Well, the vacation happened and it was nice, which is just as well since tough times loom ahead – the family situation is getting more intense generally. Shortly after touching down I learnt that my grandfather had passed away around 36 hours earlier. My dadi, one of the strongest, most pragmatic people I know, decided not to call and inform us because she felt it would spoil the last day of our stay and anyhow we couldn’t have made it back to Delhi more than a few hours before we were scheduled to. We missed the cremation, and that’s something I feel very bad about. My last memory of dadaji is of him wishing us well, telling us to “have a good time in Ceylon”. He turned 90 this March and much of his natural poise and authority – which impressed so many people during his lengthy army career – had been undermined after a stroke a couple of years ago. But he was still very alert given his age and circumstances, and still partial to a peg of scotch every evening.
Also, the vaguely old-world British style of speaking English was in place till the end. “How are you, my dear?” he would say to dadiji each morning in a clipped but warm voice, though most of their longer conversations were in Punjabi. They would have celebrated their 60th anniversary later this year and I worry about how she will cope. She had been prepared for his passing for a long time, and often voiced her hope that he would be the first to go (since he was so dependent on her), but dealing with the actual loss is of course a completely different matter. They had been together since she was 20 and he 30, and though it wasn’t a love marriage in the often-myopic way that we use that term today, it was built on respect, an attachment that kept growing over the years and an understanding that adjustments had to be made (in both directions, not just on her part) given their very different natures. They traveled the world together on his postings, on one occasion living for years in another country with no other family to depend on; they brought up a son who was to be a constant source of disappointment and trouble, and later in life they did everything they could for a grandson who couldn’t always be around for them. It’s difficult to imagine the strength they must have derived from each other through all the good and bad times.
Most people don’t have to wait till their thirties to experience losing a grandparent for the first time, but in my case one grandparent (my nana) died before I was born and the other three have had extremely long lives. This has had its good and bad sides. On one hand, it’s been painful to see them get old and fragile, constantly afflicted by illnesses, dependent on domestic help on a day-to-day basis while also dealing with other family woes that I won’t mention here. When Abhilasha and I got married last year, my dadi joked that she wished it had happened when I was in my early or mid-20s since they would have been in better shape then, and would have been able to pamper their granddaughter-in-law the way they would have liked.
On the other hand, their longevity has meant that I've been able to spend some quality time with them in the past few years – something that wouldn’t have happened if they had left earlier, when I was in the much more self-involved phase of growing up and working hard to establish myself in my profession.
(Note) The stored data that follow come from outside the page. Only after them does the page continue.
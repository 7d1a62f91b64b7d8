//! Trellis Engine
//!
//! The execution half of the workflow automation system: deciding which
//! definitions an incoming domain event activates, walking the workflow
//! graph node by node, dispatching actions to registered handlers, and
//! recording every outcome on the run's audit trail.
//!
//! Runs execute independently and share nothing but the store. Within a run
//! traversal is strictly sequential along the active path; loop bodies
//! iterate in element order. A delay action is the only suspension point;
//! an external timer drives [`Engine::resume_due`].

mod cursor;
mod dispatch;
mod engine;
mod error;
mod handlers;
mod matcher;

pub use dispatch::{ActionError, ActionHandler, Dispatcher, ResolvedConfig, RetryPolicy};
pub use engine::Engine;
pub use error::EngineError;
pub use handlers::{AuditLogHandler, WebhookHandler};
pub use matcher::matches;
use std::io::{self, Read};
use std::path::{Path, PathBuf};
use std::sync::Arc;

use anyhow::{Context, Result, bail};
use clap::{Parser, Subcommand};

use trellis_definition::{ActionType, DomainEvent, WorkflowDefinition};
use trellis_engine::{AuditLogHandler, Dispatcher, Engine, WebhookHandler};
use trellis_store::{SqliteStore, Store};
use trellis_workflow::Workflow;

/// Trellis - a workflow automation engine for CRM records
#[derive(Parser)]
#[command(name = "trellis")]
#[command(version, about, long_about = None)]
struct Cli {
  /// Path to the data directory (default: ~/.trellis)
  #[arg(long, global = true)]
  data_dir: Option<PathBuf>,

  #[command(subcommand)]
  command: Option<Commands>,
}

#[derive(Subcommand)]
enum Commands {
  /// Validate a workflow definition file without saving it
  Validate {
    /// Path to the definition file (JSON)
    workflow_file: PathBuf,
  },

  /// Validate and save a definition as a new version
  Save {
    /// Path to the definition file (JSON)
    workflow_file: PathBuf,
  },

  /// Feed a domain event (JSON on stdin) to all matching workflows
  Event,

  /// Resume suspended runs whose delay has elapsed
  ResumeDue,

  /// Cancel a run
  Cancel {
    run_id: String,
  },

  /// List runs for a definition
  Runs {
    definition_id: String,
  },

  /// List the per-node results of a run
  Results {
    run_id: String,
  },
}

#[tokio::main]
async fn main() -> Result<()> {
  tracing_subscriber::fmt()
    .with_env_filter(tracing_subscriber::EnvFilter::from_default_env())
    .with_writer(std::io::stderr)
    .init();

  let cli = Cli::parse();

  let data_dir = match cli.data_dir {
    Some(dir) => dir,
    None => dirs::home_dir()
      .context("could not determine home directory")?
      .join(".trellis"),
  };

  let Some(command) = cli.command else {
    println!("trellis - use --help to see available commands");
    return Ok(());
  };

  // Validation needs no store.
  if let Commands::Validate { workflow_file } = &command {
    let def = load_definition(workflow_file).await?;
    match Workflow::compile(def) {
      Ok(workflow) => {
        println!(
          "ok: {} ({} nodes)",
          workflow.definition().name,
          workflow.definition().nodes.len()
        );
        return Ok(());
      }
      Err(violations) => {
        for violation in &violations {
          eprintln!("{}", violation);
        }
        bail!("definition has {} violation(s)", violations.len());
      }
    }
  }

  tokio::fs::create_dir_all(&data_dir)
    .await
    .with_context(|| format!("failed to create data directory: {}", data_dir.display()))?;
  let store = SqliteStore::open(&data_dir.join("trellis.db"))
    .await
    .context("failed to open store")?;
  let engine = Engine::new(Arc::new(store), Arc::new(dispatcher()));

  match command {
    Commands::Validate { .. } => unreachable!("handled above"),
    Commands::Save { workflow_file } => {
      let def = load_definition(&workflow_file).await?;
      let version = engine
        .save_definition(&def)
        .await
        .context("failed to save definition")?;
      println!("saved {} as version {}", def.id, version);
    }
    Commands::Event => {
      let payload = read_stdin()?;
      let event: DomainEvent =
        serde_json::from_str(&payload).context("failed to parse event JSON from stdin")?;
      let run_ids = engine.handle_event(&event).await?;
      eprintln!("started {} run(s)", run_ids.len());
      for run_id in run_ids {
        println!("{}", run_id);
      }
    }
    Commands::ResumeDue => {
      let resumed = engine.resume_due(chrono::Utc::now()).await?;
      eprintln!("resumed {} run(s)", resumed.len());
      for run_id in resumed {
        println!("{}", run_id);
      }
    }
    Commands::Cancel { run_id } => {
      engine.cancel(&run_id).await?;
      println!("cancelled {}", run_id);
    }
    Commands::Runs { definition_id } => {
      let runs = engine.store().list_runs(&definition_id).await?;
      println!("{}", serde_json::to_string_pretty(&runs)?);
    }
    Commands::Results { run_id } => {
      let results = engine.store().list_results(&run_id).await?;
      println!("{}", serde_json::to_string_pretty(&results)?);
    }
  }

  Ok(())
}

/// CRM-side actions log their resolved config until the surrounding system
/// registers real handlers; webhooks deliver for real.
fn dispatcher() -> Dispatcher {
  let mut dispatcher = Dispatcher::new();
  dispatcher.register(ActionType::Webhook, Arc::new(WebhookHandler::new()));
  for (action_type, name) in [
    (ActionType::SendEmail, "send_email"),
    (ActionType::SendTelegram, "send_telegram"),
    (ActionType::CreateTask, "create_task"),
    (ActionType::CreateNotification, "create_notification"),
    (ActionType::UpdateField, "update_field"),
  ] {
    dispatcher.register(action_type, Arc::new(AuditLogHandler::new(name)));
  }
  dispatcher
}

async fn load_definition(path: &Path) -> Result<WorkflowDefinition> {
  let content = tokio::fs::read_to_string(path)
    .await
    .with_context(|| format!("failed to read definition file: {}", path.display()))?;
  serde_json::from_str(&content)
    .with_context(|| format!("failed to parse definition file: {}", path.display()))
}

fn read_stdin() -> Result<String> {
  let mut input = String::new();
  io::stdin()
    .read_to_string(&mut input)
    .context("failed to read from stdin")?;
  if input.trim().is_empty() {
    bail!("expected JSON on stdin");
  }
  Ok(input)
}
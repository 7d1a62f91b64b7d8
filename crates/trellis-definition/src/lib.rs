//! Trellis Definition
//!
//! This crate contains the serializable workflow definition types for Trellis.
//! These types represent automation workflows exactly as the authoring UI
//! produces them: a trigger spec, a graph of nodes and edges, and run-scoped
//! variable declarations.
//!
//! Definitions can be loaded from:
//! - JSON files (via CLI with `trellis validate workflow.json`)
//! - Database storage (as JSON blobs, one row per version)
//!
//! The engine takes these definition types, validates them structurally, and
//! compiles them into an indexed workflow for execution.

mod definition;
mod edge;
mod enums;
mod event;
mod node;
mod trigger;

pub use definition::{RESERVED_ROOTS, VariableDef, WorkflowDefinition, valid_variable_name};
pub use edge::Edge;
pub use enums::{ActionType, ComparisonOperator, DelayUnit, EventType, LogicOp, Port};
pub use event::DomainEvent;
pub use node::{ActionData, ConditionData, ConditionTerm, LoopData, NodeData, NodeDef, TriggerData};
pub use trigger::TriggerSpec;
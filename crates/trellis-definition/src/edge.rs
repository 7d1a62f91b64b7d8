use serde::{Deserialize, Serialize};

use crate::enums::Port;

/// A directed edge between two nodes.
///
/// `source_port` is required when the source is a branching node (condition
/// or loop) and absent otherwise; the validator enforces this.
#[derive(Debug, Clone, PartialEq, Eq, Serialize, Deserialize)]
#[serde(rename_all = "camelCase")]
pub struct Edge {
  pub source: String,
  #[serde(default, skip_serializing_if = "Option::is_none")]
  pub source_port: Option<Port>,
  pub target: String,
}
//! Trigger matching.
//!
//! Decides whether a domain event activates a definition. Synchronous and
//! side-effect-free; a malformed event simply does not match.

use trellis_definition::{DomainEvent, EventType, WorkflowDefinition};

/// Does this event activate this definition's trigger?
pub fn matches(def: &WorkflowDefinition, event: &DomainEvent) -> bool {
  if def.trigger.event_type != event.event_type || def.object_id != event.object_type {
    return false;
  }

  match event.event_type {
    EventType::FieldChanged => match &def.trigger.field {
      // Only the configured field counts; no configured field matches any
      // field change.
      Some(field) => event
        .changed_fields
        .as_deref()
        .is_some_and(|changed| changed.iter().any(|f| f == field)),
      None => true,
    },
    EventType::StageChanged => stage(&event.before) != stage(&event.after),
    _ => true,
  }
}

fn stage(snapshot: &Option<serde_json::Value>) -> Option<&serde_json::Value> {
  snapshot.as_ref().and_then(|v| v.get("stage"))
}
I’ve cherished this extra time, the fact that it’s helped me fulfill a few of my responsibilities towards them, or even make them happy through little things like seeing my name at the top of a newspaper article.
Though I’ve lived with my mum and nani since I was a child, I’m also the only grandchild of my dada and dadi, and for all practical purposes their only immediate family too – so the level of responsibility has been high, especially in the past few years as they have grown more infirm. (I should clarify that for most of this time, my dadi has been astonishingly resilient and very determined that my life and work mustn’t be compromised on their account, except in the most extreme situations.)
Am going to do what I can to persuade her to stay with us now, but there are many complications, many things that have to be settled first, and none of it is going to happen quickly. It looks like I’m going to be spending a lot of time moving between houses and dealing with tetchy matters in the foreseeable future. Might also have to cut down on work after I’ve finished with the few assignments I have pending.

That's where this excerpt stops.